Collected data:
■ ■ ■ ■ ■ ■ ■

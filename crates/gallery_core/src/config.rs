//! Gallery configuration

use crate::error::GalleryError;
use directories::ProjectDirs;
use serde::{Deserialize, Serialize};
use std::path::{Path, PathBuf};

/// Main gallery configuration
#[derive(Debug, Clone, Default, PartialEq, Serialize, Deserialize)]
#[serde(default)]
pub struct GalleryConfig {
    pub picker: PickerOptions,
    pub thumbnails: ThumbnailConfig,
    pub logging: LoggingConfig,
}

/// Per-gallery picker options.
///
/// Fixed at setup; the gallery never changes them afterwards.
#[derive(Debug, Clone, Copy, PartialEq, Eq, Serialize, Deserialize)]
#[serde(default)]
pub struct PickerOptions {
    /// Captions can be attached to items
    pub has_captions: bool,
    /// Captions keep formatting entities; otherwise only the text is kept
    pub allow_caption_entities: bool,
    /// Self-destruct timer can be set on items
    pub has_timer: bool,
    /// Editor offers the crop tool only
    pub only_crop: bool,
    /// No captions when sending as file
    pub inhibit_document_captions: bool,
    /// Video mute toggle is unavailable
    pub inhibit_mute: bool,
    /// Items are sent as files instead of compressed media
    pub as_file: bool,
    /// Maximum number of selected items, 0 = unlimited
    pub items_limit: usize,
    /// Completion may be sent silently
    pub has_silent_posting: bool,
}

impl Default for PickerOptions {
    fn default() -> Self {
        Self {
            has_captions: true,
            allow_caption_entities: true,
            has_timer: false,
            only_crop: false,
            inhibit_document_captions: false,
            inhibit_mute: false,
            as_file: false,
            items_limit: 0,
            has_silent_posting: false,
        }
    }
}

impl PickerOptions {
    /// Whether captions can be edited under these options
    pub fn captions_enabled(&self) -> bool {
        self.has_captions && !(self.as_file && self.inhibit_document_captions)
    }

    /// Whether one more item may be selected when `selected` already are
    pub fn can_select_more(&self, selected: usize) -> bool {
        self.items_limit == 0 || selected < self.items_limit
    }
}

#[derive(Debug, Clone, PartialEq, Eq, Serialize, Deserialize)]
#[serde(default)]
pub struct ThumbnailConfig {
    /// Edge length of the generated placeholder
    pub placeholder_size: u32,
    /// Placeholder fill, "#rrggbb"
    pub placeholder_color: String,
    /// Longest edge of resolved thumbnails
    pub max_dimension: u32,
}

impl Default for ThumbnailConfig {
    fn default() -> Self {
        Self {
            placeholder_size: 64,
            placeholder_color: "#202020".to_string(),
            max_dimension: 256,
        }
    }
}

impl ThumbnailConfig {
    /// Parse `placeholder_color` into RGBA, opaque
    pub fn placeholder_rgba(&self) -> Option<[u8; 4]> {
        let hex = self.placeholder_color.strip_prefix('#')?;
        if hex.len() != 6 {
            return None;
        }
        let channel = |i: usize| u8::from_str_radix(hex.get(i..i + 2)?, 16).ok();
        Some([channel(0)?, channel(2)?, channel(4)?, 255])
    }
}

#[derive(Debug, Clone, PartialEq, Eq, Serialize, Deserialize)]
#[serde(default)]
pub struct LoggingConfig {
    /// Days to keep rolled log files
    pub retention_days: u32,
    /// Filter used when RUST_LOG is unset
    pub filter: String,
}

impl Default for LoggingConfig {
    fn default() -> Self {
        Self {
            retention_days: 7,
            filter: "info".to_string(),
        }
    }
}

impl GalleryConfig {
    /// Load configuration from the default location
    pub fn load() -> anyhow::Result<Self> {
        Self::load_from(&Self::config_path())
    }

    /// Load configuration from a file, defaults if it doesn't exist
    pub fn load_from(path: &Path) -> anyhow::Result<Self> {
        if path.exists() {
            let content = std::fs::read_to_string(path)?;
            let config: Self = toml::from_str(&content)
                .map_err(|e| GalleryError::Config(format!("{}: {}", path.display(), e.message())))?;
            tracing::info!("Configuration loaded from {:?}", path);
            Ok(config)
        } else {
            tracing::info!("Using default configuration");
            Ok(Self::default())
        }
    }

    /// Save configuration to the default location
    pub fn save(&self) -> anyhow::Result<()> {
        self.save_to(&Self::config_path())
    }

    /// Save configuration to a file
    pub fn save_to(&self, path: &Path) -> anyhow::Result<()> {
        if let Some(parent) = path.parent() {
            std::fs::create_dir_all(parent)?;
        }

        let content = toml::to_string_pretty(self)?;
        std::fs::write(path, content)?;

        tracing::info!("Configuration saved to {:?}", path);
        Ok(())
    }

    /// Get the configuration file path
    pub fn config_path() -> PathBuf {
        ProjectDirs::from("com", "PickerGallery", "PickerGallery")
            .map(|dirs| dirs.config_dir().join("config.toml"))
            .unwrap_or_else(|| PathBuf::from("./config.toml"))
    }
}
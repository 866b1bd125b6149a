//! Host-side collaborators the gallery talks to
//!
//! None of these are owned by the gallery. The host implements them and
//! passes them in at setup; the gallery only reads and reports through them.

use crate::controller::GalleryController;
use crate::item::{ItemId, MediaItem};
use crate::view::ScreenSize;
use std::sync::Arc;

/// Platform environment the gallery runs in
pub trait HostContext: Send + Sync {
    fn screen_size(&self) -> ScreenSize;

    /// Skip transition animations
    fn reduce_motion(&self) -> bool {
        false
    }
}

/// Parent controller that puts the gallery on screen
pub trait PresentationHost: Send + Sync {
    /// Show the gallery on top of the host's content
    fn present_gallery(&self, controller: Arc<GalleryController>);

    /// Remove the gallery once it finished transitioning out
    fn dismiss_gallery(&self, controller: &GalleryController);
}

/// Which items the user picked for sending
pub trait SelectionContext: Send + Sync {
    fn is_selected(&self, id: &ItemId) -> bool;
    fn selected_count(&self) -> usize;
    fn set_selected(&self, item: &MediaItem, selected: bool);
}

/// Caption formatting span
#[derive(Debug, Clone, Copy, PartialEq, Eq)]
pub struct CaptionEntity {
    pub kind: EntityKind,
    pub offset: usize,
    pub length: usize,
}

#[derive(Debug, Clone, Copy, PartialEq, Eq)]
pub enum EntityKind {
    Bold,
    Italic,
    Code,
    Mention,
    Hashtag,
    Url,
}

/// Caption attached to an item
#[derive(Debug, Clone, PartialEq, Eq, Default)]
pub struct Caption {
    pub text: String,
    pub entities: Vec<CaptionEntity>,
}

impl Caption {
    pub fn plain(text: impl Into<String>) -> Self {
        Self {
            text: text.into(),
            entities: Vec::new(),
        }
    }

    pub fn is_empty(&self) -> bool {
        self.text.trim().is_empty()
    }
}

/// Per-item edits (captions, timers, mute) kept by the host
pub trait EditingContext: Send + Sync {
    fn caption(&self, id: &ItemId) -> Option<Caption>;
    fn set_caption(&self, id: &ItemId, caption: Option<Caption>);

    /// Self-destruct timeout in seconds
    fn timer(&self, id: &ItemId) -> Option<u32>;
    fn set_timer(&self, id: &ItemId, seconds: Option<u32>);

    fn is_muted(&self, id: &ItemId) -> bool;
    fn set_muted(&self, id: &ItemId, muted: bool);
}

/// Mention/hashtag completions offered while typing a caption
pub trait SuggestionContext: Send + Sync {
    fn suggestions(&self, query: &str) -> Vec<String>;
}
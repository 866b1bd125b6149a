//! On-screen anchors for transition animations

/// Rectangle in host window coordinates
#[derive(Debug, Clone, Copy, PartialEq, Default)]
pub struct Rect {
    pub x: f32,
    pub y: f32,
    pub width: f32,
    pub height: f32,
}

impl Rect {
    pub fn new(x: f32, y: f32, width: f32, height: f32) -> Self {
        Self { x, y, width, height }
    }

    pub fn center(&self) -> (f32, f32) {
        (self.x + self.width / 2.0, self.y + self.height / 2.0)
    }

    pub fn is_empty(&self) -> bool {
        self.width <= 0.0 || self.height <= 0.0
    }
}

/// Host view the gallery animates from and back to.
///
/// `tag` is whatever handle the host uses to find the view again
/// (a widget id, a grid cell index).
#[derive(Debug, Clone, Copy, PartialEq)]
pub struct ReferenceView {
    pub tag: u64,
    pub frame: Rect,
}

impl ReferenceView {
    pub fn new(tag: u64, frame: Rect) -> Self {
        Self { tag, frame }
    }
}

/// Size of the host screen
#[derive(Debug, Clone, Copy, PartialEq, Eq)]
pub struct ScreenSize {
    pub width: u32,
    pub height: u32,
}
//! Folder-backed media library for the demo host

use anyhow::Result;
use chrono::{DateTime, Utc};
use gallery_core::{FetchResult, GalleryError, ItemId, MediaItem, Moment, MomentList, Thumbnail};
use image::ImageReader;
use std::collections::HashMap;
use std::path::{Path, PathBuf};

/// Images found in a folder, with the file behind each item
pub struct Library {
    pub fetch_result: FetchResult,
    paths: HashMap<ItemId, PathBuf>,
}

impl Library {
    /// Scan a folder (non-recursive) for supported images, oldest first
    pub fn scan(folder: &Path) -> Result<Self> {
        let mut entries = Vec::new();

        for entry in std::fs::read_dir(folder)? {
            let path = entry?.path();
            if !path.is_file() || !is_supported_image(&path) {
                continue;
            }

            let (width, height) = match image_dimensions(&path) {
                Ok(dims) => dims,
                Err(e) => {
                    tracing::warn!("Skipping {:?}: {}", path, e);
                    continue;
                }
            };

            let created = std::fs::metadata(&path)
                .and_then(|m| m.modified())
                .ok()
                .map(DateTime::<Utc>::from);

            let id = ItemId::new(path.to_string_lossy());
            let mut item = MediaItem::photo(id.as_str(), width, height);
            item.created = created;
            entries.push((item, path));
        }

        entries.sort_by(|(a, _), (b, _)| a.created.cmp(&b.created).then_with(|| a.id.cmp(&b.id)));
        tracing::info!("Found {} images in {:?}", entries.len(), folder);

        let paths = entries
            .iter()
            .map(|(item, path)| (item.id.clone(), path.clone()))
            .collect();
        let fetch_result = entries.into_iter().map(|(item, _)| item).collect();

        Ok(Self { fetch_result, paths })
    }

    pub fn path_of(&self, id: &ItemId) -> Option<&PathBuf> {
        self.paths.get(id)
    }

    /// Group items into one moment per calendar day
    pub fn moments_by_day(&self) -> MomentList {
        let mut days: Vec<(String, Vec<MediaItem>)> = Vec::new();

        for item in self.fetch_result.items() {
            let day = item
                .created
                .map(|t| t.format("%Y-%m-%d").to_string())
                .unwrap_or_else(|| "Undated".to_string());

            match days.last_mut() {
                Some((title, items)) if *title == day => items.push(item.clone()),
                _ => days.push((day, vec![item.clone()])),
            }
        }

        let moments = days
            .into_iter()
            .map(|(title, items)| {
                let range = items
                    .first()
                    .and_then(|i| i.created)
                    .zip(items.last().and_then(|i| i.created));
                let moment = Moment::new(title, items);
                match range {
                    Some((start, end)) => moment.with_range(start, end),
                    None => moment,
                }
            })
            .collect();

        MomentList::new(moments)
    }
}

/// Decode a file and downscale it to fit `max_dimension`
pub fn load_thumbnail(path: &Path, max_dimension: u32) -> Result<Thumbnail, GalleryError> {
    tracing::debug!("Generating thumbnail: {:?}", path);

    let img = ImageReader::open(path)?
        .with_guessed_format()?
        .decode()?;

    Ok(Thumbnail::from_image(&img, max_dimension))
}

fn image_dimensions(path: &Path) -> Result<(u32, u32), GalleryError> {
    let reader = ImageReader::open(path)?.with_guessed_format()?;
    Ok(reader.into_dimensions()?)
}

/// Check if a file is a supported image format
pub fn is_supported_image(path: &Path) -> bool {
    path.extension()
        .and_then(|e| e.to_str())
        .map(|e| {
            matches!(
                e.to_lowercase().as_str(),
                "jpg" | "jpeg" | "png" | "gif" | "webp" | "bmp"
            )
        })
        .unwrap_or(false)
}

■ ■ ■ ■ ■ ■ ■

- [What you need to do] Please give the number of lines above containing "seconds" and nothing else.

- [Written response] 2